> [RAW DATA]
== == ==

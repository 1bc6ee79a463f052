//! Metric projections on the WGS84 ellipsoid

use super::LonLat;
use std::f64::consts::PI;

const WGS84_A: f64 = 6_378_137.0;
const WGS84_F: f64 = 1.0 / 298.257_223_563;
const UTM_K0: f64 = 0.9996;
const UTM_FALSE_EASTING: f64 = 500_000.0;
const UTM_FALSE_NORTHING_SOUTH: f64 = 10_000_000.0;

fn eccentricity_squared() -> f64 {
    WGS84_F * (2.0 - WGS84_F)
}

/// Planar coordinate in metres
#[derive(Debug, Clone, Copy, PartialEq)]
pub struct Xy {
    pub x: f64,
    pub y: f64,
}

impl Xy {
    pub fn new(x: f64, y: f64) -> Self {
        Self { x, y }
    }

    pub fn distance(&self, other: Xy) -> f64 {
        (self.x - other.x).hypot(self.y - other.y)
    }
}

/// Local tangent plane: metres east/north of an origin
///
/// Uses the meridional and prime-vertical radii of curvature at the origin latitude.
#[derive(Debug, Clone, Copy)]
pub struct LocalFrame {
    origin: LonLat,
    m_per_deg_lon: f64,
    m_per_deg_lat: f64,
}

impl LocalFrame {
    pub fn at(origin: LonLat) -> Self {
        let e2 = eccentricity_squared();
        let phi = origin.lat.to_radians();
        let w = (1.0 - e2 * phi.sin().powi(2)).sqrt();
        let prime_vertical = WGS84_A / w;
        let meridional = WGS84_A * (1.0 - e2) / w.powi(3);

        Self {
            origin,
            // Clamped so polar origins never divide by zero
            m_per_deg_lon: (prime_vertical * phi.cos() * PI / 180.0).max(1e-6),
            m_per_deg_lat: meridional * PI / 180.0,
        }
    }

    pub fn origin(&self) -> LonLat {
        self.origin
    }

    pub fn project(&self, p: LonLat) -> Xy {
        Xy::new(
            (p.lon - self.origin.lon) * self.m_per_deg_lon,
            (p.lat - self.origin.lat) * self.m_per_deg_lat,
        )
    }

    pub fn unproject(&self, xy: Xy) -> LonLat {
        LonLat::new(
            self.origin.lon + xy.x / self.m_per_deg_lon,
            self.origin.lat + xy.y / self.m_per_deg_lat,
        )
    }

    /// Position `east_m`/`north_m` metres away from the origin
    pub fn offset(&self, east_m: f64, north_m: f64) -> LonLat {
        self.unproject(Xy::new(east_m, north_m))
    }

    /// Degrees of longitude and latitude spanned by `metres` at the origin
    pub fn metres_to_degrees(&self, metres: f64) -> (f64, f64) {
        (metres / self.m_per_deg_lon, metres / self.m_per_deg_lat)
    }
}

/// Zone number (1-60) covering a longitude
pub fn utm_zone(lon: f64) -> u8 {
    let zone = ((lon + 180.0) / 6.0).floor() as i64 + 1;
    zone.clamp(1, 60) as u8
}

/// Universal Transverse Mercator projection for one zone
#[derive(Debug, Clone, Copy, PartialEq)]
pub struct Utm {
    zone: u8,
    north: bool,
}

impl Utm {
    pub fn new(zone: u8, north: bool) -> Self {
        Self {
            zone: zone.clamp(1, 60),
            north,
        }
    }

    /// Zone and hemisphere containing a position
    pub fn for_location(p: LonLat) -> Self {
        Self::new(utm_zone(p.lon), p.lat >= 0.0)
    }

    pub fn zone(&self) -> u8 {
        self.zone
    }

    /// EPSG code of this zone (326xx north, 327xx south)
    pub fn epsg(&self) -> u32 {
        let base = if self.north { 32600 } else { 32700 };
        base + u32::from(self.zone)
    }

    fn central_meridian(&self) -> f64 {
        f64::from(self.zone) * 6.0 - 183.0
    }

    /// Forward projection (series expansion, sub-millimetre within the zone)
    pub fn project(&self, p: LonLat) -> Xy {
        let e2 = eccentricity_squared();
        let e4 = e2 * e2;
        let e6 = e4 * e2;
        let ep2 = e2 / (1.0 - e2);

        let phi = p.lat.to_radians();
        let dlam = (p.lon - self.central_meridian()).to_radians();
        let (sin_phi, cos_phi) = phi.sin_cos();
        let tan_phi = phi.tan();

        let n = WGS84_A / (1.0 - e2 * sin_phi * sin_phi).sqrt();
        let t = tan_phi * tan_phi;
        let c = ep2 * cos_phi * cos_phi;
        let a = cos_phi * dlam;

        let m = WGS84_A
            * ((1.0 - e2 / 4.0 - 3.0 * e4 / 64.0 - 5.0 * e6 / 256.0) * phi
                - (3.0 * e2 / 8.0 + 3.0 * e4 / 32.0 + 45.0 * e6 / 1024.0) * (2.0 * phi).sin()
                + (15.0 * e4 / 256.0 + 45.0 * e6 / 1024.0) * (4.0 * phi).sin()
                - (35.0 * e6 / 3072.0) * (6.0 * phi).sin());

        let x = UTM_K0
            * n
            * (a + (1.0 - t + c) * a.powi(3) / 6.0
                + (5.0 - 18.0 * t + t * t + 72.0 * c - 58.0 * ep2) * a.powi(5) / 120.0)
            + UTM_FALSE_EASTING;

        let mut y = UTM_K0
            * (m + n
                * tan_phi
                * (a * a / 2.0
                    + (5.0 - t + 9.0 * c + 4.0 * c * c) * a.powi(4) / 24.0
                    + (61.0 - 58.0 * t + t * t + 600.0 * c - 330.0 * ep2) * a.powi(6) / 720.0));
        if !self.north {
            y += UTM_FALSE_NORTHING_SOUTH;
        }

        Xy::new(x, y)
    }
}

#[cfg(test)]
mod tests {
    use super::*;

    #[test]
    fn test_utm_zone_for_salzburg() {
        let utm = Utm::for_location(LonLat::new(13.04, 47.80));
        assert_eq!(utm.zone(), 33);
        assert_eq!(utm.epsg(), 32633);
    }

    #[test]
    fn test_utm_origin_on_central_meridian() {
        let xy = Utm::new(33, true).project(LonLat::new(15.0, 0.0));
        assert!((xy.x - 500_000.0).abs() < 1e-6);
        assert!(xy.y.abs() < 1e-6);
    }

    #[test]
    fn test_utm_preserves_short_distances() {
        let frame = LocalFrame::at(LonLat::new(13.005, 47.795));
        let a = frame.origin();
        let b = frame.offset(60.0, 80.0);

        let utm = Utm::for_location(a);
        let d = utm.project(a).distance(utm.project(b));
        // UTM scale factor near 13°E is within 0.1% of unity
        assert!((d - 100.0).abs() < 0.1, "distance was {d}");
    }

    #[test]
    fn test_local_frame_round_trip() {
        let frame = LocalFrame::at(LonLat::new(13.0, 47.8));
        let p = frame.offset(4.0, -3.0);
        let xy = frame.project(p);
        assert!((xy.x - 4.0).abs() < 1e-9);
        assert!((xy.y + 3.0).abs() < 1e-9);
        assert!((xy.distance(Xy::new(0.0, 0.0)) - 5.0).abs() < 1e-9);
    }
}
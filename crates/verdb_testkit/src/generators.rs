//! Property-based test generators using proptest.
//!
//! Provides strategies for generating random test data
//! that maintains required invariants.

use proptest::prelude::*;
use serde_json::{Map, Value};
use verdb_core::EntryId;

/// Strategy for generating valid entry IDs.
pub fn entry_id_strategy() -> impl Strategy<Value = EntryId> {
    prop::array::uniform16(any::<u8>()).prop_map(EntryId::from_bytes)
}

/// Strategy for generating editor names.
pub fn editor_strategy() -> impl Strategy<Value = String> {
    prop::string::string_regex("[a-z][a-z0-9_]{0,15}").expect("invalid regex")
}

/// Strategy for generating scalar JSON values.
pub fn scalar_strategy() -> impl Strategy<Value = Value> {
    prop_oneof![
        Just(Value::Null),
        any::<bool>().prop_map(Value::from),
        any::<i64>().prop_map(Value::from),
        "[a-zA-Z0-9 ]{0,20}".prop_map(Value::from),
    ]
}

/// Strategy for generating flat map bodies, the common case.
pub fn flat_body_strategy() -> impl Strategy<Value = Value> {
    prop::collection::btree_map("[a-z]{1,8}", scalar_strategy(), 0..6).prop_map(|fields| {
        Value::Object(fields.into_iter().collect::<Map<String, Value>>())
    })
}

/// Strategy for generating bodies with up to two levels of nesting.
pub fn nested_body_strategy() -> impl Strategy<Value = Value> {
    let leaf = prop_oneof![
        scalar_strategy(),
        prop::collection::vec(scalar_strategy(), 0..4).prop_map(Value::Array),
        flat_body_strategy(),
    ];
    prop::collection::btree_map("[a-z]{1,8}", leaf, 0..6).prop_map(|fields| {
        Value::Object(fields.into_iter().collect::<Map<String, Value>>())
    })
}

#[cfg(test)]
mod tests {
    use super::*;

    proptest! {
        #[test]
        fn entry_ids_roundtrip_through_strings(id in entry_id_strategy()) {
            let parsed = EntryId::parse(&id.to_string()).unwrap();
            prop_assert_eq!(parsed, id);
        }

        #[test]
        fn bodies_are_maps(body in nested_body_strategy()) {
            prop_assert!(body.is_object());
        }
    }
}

== == ==

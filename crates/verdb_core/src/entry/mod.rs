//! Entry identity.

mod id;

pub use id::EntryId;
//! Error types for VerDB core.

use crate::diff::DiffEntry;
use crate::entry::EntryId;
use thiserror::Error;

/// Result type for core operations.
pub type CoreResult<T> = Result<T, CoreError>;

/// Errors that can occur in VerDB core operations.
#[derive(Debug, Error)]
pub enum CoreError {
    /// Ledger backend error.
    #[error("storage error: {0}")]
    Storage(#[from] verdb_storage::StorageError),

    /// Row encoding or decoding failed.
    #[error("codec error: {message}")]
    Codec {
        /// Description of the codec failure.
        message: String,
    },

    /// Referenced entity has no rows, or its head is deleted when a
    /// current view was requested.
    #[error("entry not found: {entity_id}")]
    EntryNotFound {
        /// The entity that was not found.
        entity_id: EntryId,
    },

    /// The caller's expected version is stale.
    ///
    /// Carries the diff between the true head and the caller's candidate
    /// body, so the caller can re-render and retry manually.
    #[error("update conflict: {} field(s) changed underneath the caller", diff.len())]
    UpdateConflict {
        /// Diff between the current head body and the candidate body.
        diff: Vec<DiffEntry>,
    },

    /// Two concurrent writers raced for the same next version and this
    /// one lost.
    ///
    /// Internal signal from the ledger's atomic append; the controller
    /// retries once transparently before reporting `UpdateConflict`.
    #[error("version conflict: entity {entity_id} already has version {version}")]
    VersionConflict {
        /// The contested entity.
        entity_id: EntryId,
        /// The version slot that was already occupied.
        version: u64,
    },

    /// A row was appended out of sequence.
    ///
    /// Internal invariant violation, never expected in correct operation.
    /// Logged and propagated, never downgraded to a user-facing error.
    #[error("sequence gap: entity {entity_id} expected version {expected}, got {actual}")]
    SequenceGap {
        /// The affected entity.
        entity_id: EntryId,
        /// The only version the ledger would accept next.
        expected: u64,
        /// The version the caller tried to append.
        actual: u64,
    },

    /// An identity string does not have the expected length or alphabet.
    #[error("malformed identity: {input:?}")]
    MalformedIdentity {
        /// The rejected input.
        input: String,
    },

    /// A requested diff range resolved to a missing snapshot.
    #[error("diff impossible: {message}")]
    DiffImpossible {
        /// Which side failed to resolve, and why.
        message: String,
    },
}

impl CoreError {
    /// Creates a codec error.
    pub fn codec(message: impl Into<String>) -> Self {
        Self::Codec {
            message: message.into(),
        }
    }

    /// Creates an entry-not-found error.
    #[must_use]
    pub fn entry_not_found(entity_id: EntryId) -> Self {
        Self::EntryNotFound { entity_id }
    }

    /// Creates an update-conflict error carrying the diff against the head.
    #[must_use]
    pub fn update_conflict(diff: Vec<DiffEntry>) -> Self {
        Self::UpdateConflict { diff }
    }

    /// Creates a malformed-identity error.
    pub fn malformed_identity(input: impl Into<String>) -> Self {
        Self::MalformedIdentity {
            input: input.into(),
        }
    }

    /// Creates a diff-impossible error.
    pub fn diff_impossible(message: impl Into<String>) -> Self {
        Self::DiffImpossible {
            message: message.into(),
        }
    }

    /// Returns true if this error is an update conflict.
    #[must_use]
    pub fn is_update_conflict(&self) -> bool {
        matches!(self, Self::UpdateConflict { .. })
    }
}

== == ==

> [TASK INSTRUCTIONS] Among the lines of the preceding data, which ones hold the word "true"? List them.

> [SOLUTION]
        let xy = Utm::new(33, true).project(LonLat::new(15.0, 0.0));
    /// Carries the diff between the true head and the caller's candidate
    /// Returns true if this error is an update conflict.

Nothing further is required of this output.